• **Task directions**: Could you write out the lines below exactly, beginning with the first and finishing with the one that contains "valid feed document."?

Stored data
------------------------------------------------------------------------
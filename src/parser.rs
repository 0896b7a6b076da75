//! Decoder for Green Button feed documents.

use anyhow::{Context, Result};
use tracing::warn;

use crate::feed::{GreenButtonFeed, IntervalReading};

/// Decodes a JSON-encoded [`GreenButtonFeed`] from raw bytes.
///
/// # Errors
///
/// Returns an error if the bytes are not a valid feed document.
pub fn parse_feed(bytes: &[u8]) -> Result<GreenButtonFeed> {
    serde_json::from_slice(bytes).context("failed to decode Green Button feed document")
}

/// Flattens the first meter reading of the first usage point into one
/// sequence of interval readings.
///
/// Feeds carrying more than one usage point or meter reading are not
/// merged; only the first of each is consumed and the rest are logged and
/// ignored. This matches the upstream export shape we receive, where a
/// document covers a single meter.
///
/// # Errors
///
/// Returns an error if the feed has no usage point or the first usage
/// point has no meter reading.
pub fn extract_readings(feed: &GreenButtonFeed) -> Result<Vec<IntervalReading>> {
    let usage_point = feed
        .usage_points
        .first()
        .context("feed contains no usage points")?;
    if feed.usage_points.len() > 1 {
        warn!(
            usage_points = feed.usage_points.len(),
            "Feed has multiple usage points, using only the first"
        );
    }

    let meter_reading = usage_point
        .meter_readings
        .first()
        .context("usage point contains no meter readings")?;
    if usage_point.meter_readings.len() > 1 {
        warn!(
            meter_readings = usage_point.meter_readings.len(),
            "Usage point has multiple meter readings, using only the first"
        );
    }

    let readings = meter_reading
        .interval_blocks
        .iter()
        .flat_map(|block| block.interval_readings.iter().cloned())
        .collect();

    Ok(readings)
}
------------------------------------------------------------------------
• **Completed task**:
filename src/parser.rs
repository 0896b7a6b076da75
//! Decoder for Green Button feed documents.

use anyhow::{Context, Result};
use tracing::warn;

use crate::feed::{GreenButtonFeed, IntervalReading};

/// Decodes a JSON-encoded [`GreenButtonFeed`] from raw bytes.
///
/// # Errors
///
/// Returns an error if the bytes are not a valid feed document.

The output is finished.